§ **Assignment**: Starting at the line that contains "the card width." and ending at the line that contains "pub fn resolve_gesture(gesture: SwipeGesture, card_width: f32)", the lines below are to be given again exactly, with nothing added.

Provided information START

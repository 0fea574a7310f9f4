//! # Domain Module
//!
//! Contains all business logic for Swipepaw.
//!
//! ## Module Organization
//!
//! - **swipe_session**: cursor over the candidate list and decision recording
//! - **gesture**: translation of finished drag gestures into decisions
//! - **match_evaluator**: mutual-match rule for accepting decisions
//! - **conversation_service**: per-pet message history
//! - **preference_service**: discovery filter record with clamping
//! - **auth_service**: auth provider boundary and session context
//!
//! ## Core Concepts
//!
//! - **Candidate**: a pet profile presented for swiping
//! - **Swipe Decision**: a recorded reject/accept/super-accept on one pet
//! - **Match**: an accepting decision confirmed mutual
//! - **Conversation**: the message thread associated with one pet
//! - **Session**: the in-memory iteration state over the candidate list for
//!   one run of the discover screen

pub mod auth_service;
pub mod conversation_service;
pub mod gesture;
pub mod match_evaluator;
pub mod preference_service;
pub mod swipe_session;

pub use auth_service::{AuthClient, AuthError, SessionContext};
pub use conversation_service::ConversationService;
pub use gesture::{resolve_gesture, SwipeGesture};
pub use match_evaluator::{MatchEvaluator, MUTUAL_MATCH_PROBABILITY};
pub use preference_service::PreferenceService;
pub use swipe_session::{DecideOutcome, SwipeSession};
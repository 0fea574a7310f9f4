//! # JSON Connection
//!
//! Manages the data directory and the raw read/write of whole JSON blobs,
//! one file per logical key:
//!
//! ```text
//! data/
//! ├── matches.json
//! ├── conversations.json
//! └── preferences.json
//! ```
//!
//! Writes go to a temp file first and are renamed into place, so a partial
//! write never corrupts the previous value. Reads of absent keys return
//! `None`; the repositories treat that as an empty collection or defaults.
//!
//! The store is a single shared mutable blob per key with no locking. The
//! read-modify-write pattern in the repositories is safe only because one
//! session writes at a time; input is serialized by the presentation layer.

use anyhow::Result;
use async_trait::async_trait;
use log::{debug, info};
use std::fs;
use std::path::{Path, PathBuf};

use crate::backend::storage::KeyValueStore;

/// JsonConnection manages file paths and blob I/O for each logical key
#[derive(Clone)]
pub struct JsonConnection {
    base_directory: PathBuf,
}

impl JsonConnection {
    /// Create a new JSON connection with a base directory
    pub fn new<P: AsRef<Path>>(base_directory: P) -> Result<Self> {
        let base_path = base_directory.as_ref().to_path_buf();

        // Create the base directory if it doesn't exist
        if !base_path.exists() {
            fs::create_dir_all(&base_path)?;
        }

        Ok(Self {
            base_directory: base_path,
        })
    }

    /// Create a new JSON connection in the platform data directory
    /// (e.g. `~/.local/share/swipepaw` on Linux)
    pub fn new_default() -> Result<Self> {
        let data_dir = dirs::data_dir()
            .ok_or_else(|| anyhow::anyhow!("Could not determine platform data directory"))?
            .join("swipepaw");

        info!("Using data directory: {}", data_dir.display());
        Self::new(data_dir)
    }

    /// Base directory holding the key files
    pub fn base_directory(&self) -> &Path {
        &self.base_directory
    }

    /// File path backing a logical key
    fn key_path(&self, key: &str) -> PathBuf {
        self.base_directory.join(format!("{}.json", key))
    }

    /// Read the whole value for a key, or `None` if its file does not exist
    pub fn read_key(&self, key: &str) -> Result<Option<String>> {
        let path = self.key_path(key);

        if !path.exists() {
            debug!("Key '{}' absent ({})", key, path.display());
            return Ok(None);
        }

        let value = fs::read_to_string(&path)?;
        Ok(Some(value))
    }

    /// Write the whole value for a key, atomically replacing the previous one
    pub fn write_key(&self, key: &str, value: &str) -> Result<()> {
        let path = self.key_path(key);
        let temp_path = path.with_extension("json.tmp");

        // Write to a temp file first, then rename into place
        fs::write(&temp_path, value)?;
        fs::rename(&temp_path, &path)?;

        debug!("Wrote {} bytes to key '{}'", value.len(), key);
        Ok(())
    }
}

#[async_trait]
impl KeyValueStore for JsonConnection {
    async fn read(&self, key: &str) -> Result<Option<String>> {
        self.read_key(key)
    }

    async fn write(&self, key: &str, value: &str) -> Result<()> {
        self.write_key(key, value)
    }
}
//! # Auth Service
//!
//! Boundary to the external authentication provider. The provider itself is
//! not implemented here; the domain consumes it through the [`AuthClient`]
//! trait and distinguishes only the error kinds it needs for user messaging.
//!
//! Access to the swipe/conversation/preference surfaces is gated on the
//! current identity, which lives in an explicit [`SessionContext`] passed to
//! whoever needs it rather than a hidden global. Identity changes are
//! observable through a watch channel so navigation can react to sign-in
//! and sign-out.

use async_trait::async_trait;
use log::{info, warn};
use std::sync::Arc;
use thiserror::Error;
use tokio::sync::watch;

use shared::UserIdentity;

/// Authentication failure kinds the app distinguishes for user messaging
#[derive(Debug, Clone, PartialEq, Eq, Error)]
pub enum AuthError {
    #[error("invalid email address")]
    InvalidEmail,

    #[error("wrong credentials")]
    WrongCredentials,

    #[error("no account for this email")]
    UserNotFound,

    #[error("network unavailable")]
    NetworkUnavailable,

    #[error("authentication failed: {0}")]
    Other(String),
}

impl AuthError {
    /// Human-readable message shown on the auth screen.
    /// Unrecognized kinds fall back to a generic try-again message.
    pub fn user_message(&self) -> &'static str {
        match self {
            AuthError::InvalidEmail => "Please enter a valid email address.",
            AuthError::WrongCredentials => "Incorrect email or password. Please try again.",
            AuthError::UserNotFound => "No account found with this email address.",
            AuthError::NetworkUnavailable => {
                "Network error: Please check your internet connection and try again."
            }
            AuthError::Other(_) => "Login failed. Please try again.",
        }
    }
}

/// The three operations the app consumes from the authentication provider
#[async_trait]
pub trait AuthClient: Send + Sync {
    async fn sign_in(&self, email: &str, password: &str) -> Result<UserIdentity, AuthError>;

    async fn sign_up(&self, email: &str, password: &str) -> Result<UserIdentity, AuthError>;

    async fn sign_out(&self) -> Result<(), AuthError>;
}

/// Holds the current identity and notifies subscribers when it changes
pub struct SessionContext {
    client: Arc<dyn AuthClient>,
    identity_tx: watch::Sender<Option<UserIdentity>>,
}

impl SessionContext {
    /// Create a signed-out session context over an auth client
    pub fn new(client: Arc<dyn AuthClient>) -> Self {
        let (identity_tx, _) = watch::channel(None);
        Self { client, identity_tx }
    }

    /// Sign in and publish the new identity.
    /// On failure the current identity is left untouched.
    pub async fn sign_in(&self, email: &str, password: &str) -> Result<UserIdentity, AuthError> {
        match self.client.sign_in(email, password).await {
            Ok(identity) => {
                info!("Signed in as {}", identity.email);
                self.identity_tx.send_replace(Some(identity.clone()));
                Ok(identity)
            }
            Err(e) => {
                warn!("Sign-in failed: {}", e);
                Err(e)
            }
        }
    }

    /// Create an account, then publish the new identity
    pub async fn sign_up(&self, email: &str, password: &str) -> Result<UserIdentity, AuthError> {
        match self.client.sign_up(email, password).await {
            Ok(identity) => {
                info!("Registered and signed in as {}", identity.email);
                self.identity_tx.send_replace(Some(identity.clone()));
                Ok(identity)
            }
            Err(e) => {
                warn!("Sign-up failed: {}", e);
                Err(e)
            }
        }
    }

    /// Sign out and clear the published identity
    pub async fn sign_out(&self) -> Result<(), AuthError> {
        self.client.sign_out().await?;
        self.identity_tx.send_replace(None);

        info!("Signed out");
        Ok(())
    }

    /// The currently signed-in identity, if any
    pub fn current_identity(&self) -> Option<UserIdentity> {
        self.identity_tx.borrow().clone()
    }

    /// Whether anyone is signed in; gates the main app surfaces
    pub fn is_authenticated(&self) -> bool {
        self.identity_tx.borrow().is_some()
    }

    /// Subscribe to identity changes (sign-in, sign-up, sign-out)
    pub fn subscribe(&self) -> watch::Receiver<Option<UserIdentity>> {
        self.identity_tx.subscribe()
    }
}
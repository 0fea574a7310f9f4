//! # Gesture Resolution
//!
//! Translates a finished drag gesture into a swipe decision. The thresholds
//! mirror the card interaction: a committed horizontal drag or fast fling
//! resolves to accept/reject by direction, a mostly-vertical upward fling
//! resolves to super-accept, and anything else resolves to nothing (the
//! card springs back and no decision is recorded).

use shared::DecisionKind;

/// Fraction of the card width a drag must cross to commit a swipe
pub const SWIPE_THRESHOLD_RATIO: f32 = 0.25;

/// Horizontal fling velocity (px/s) that commits a swipe regardless of distance
pub const FLING_VELOCITY_THRESHOLD: f32 = 500.0;

/// Upward translation (px) that commits a super-accept
pub const SUPER_ACCEPT_TRANSLATION: f32 = -100.0;

/// Maximum horizontal drift (px) for an upward fling to still count as super-accept
pub const SUPER_ACCEPT_HORIZONTAL_SLOP: f32 = 50.0;

/// A finished drag gesture, as reported by the presentation layer
#[derive(Debug, Clone, Copy, PartialEq)]
pub struct SwipeGesture {
    /// Horizontal translation in px; positive is rightward
    pub translation_x: f32,
    /// Vertical translation in px; negative is upward
    pub translation_y: f32,
    /// Horizontal velocity in px/s at release
    pub velocity_x: f32,
}

/// Resolve a finished gesture against the card width.
///
/// Returns `None` when the gesture did not commit to any direction.
/// Super-accept is checked first so a fast diagonal fling upward is not
/// misread as a horizontal swipe.
pub fn resolve_gesture(gesture: SwipeGesture, card_width: f32) -> Option<DecisionKind> {
    let is_super = gesture.translation_y < SUPER_ACCEPT_TRANSLATION
        && gesture.translation_x.abs() < SUPER_ACCEPT_HORIZONTAL_SLOP;
    if is_super {
        return Some(DecisionKind::SuperAccept);
    }

    let threshold = card_width * SWIPE_THRESHOLD_RATIO;
    if gesture.translation_x > threshold || gesture.velocity_x > FLING_VELOCITY_THRESHOLD {
        return Some(DecisionKind::Accept);
    }
    if gesture.translation_x < -threshold || gesture.velocity_x < -FLING_VELOCITY_THRESHOLD {
        return Some(DecisionKind::Reject);
    }

    None
}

Provided information END

§ **Answer section**:
/// Resolve a finished gesture against the card width.
///
/// Returns `None` when the gesture did not commit to any direction.
/// Super-accept is checked first so a fast diagonal fling upward is not
/// misread as a horizontal swipe.
pub fn resolve_gesture(gesture: SwipeGesture, card_width: f32) -> Option<DecisionKind> {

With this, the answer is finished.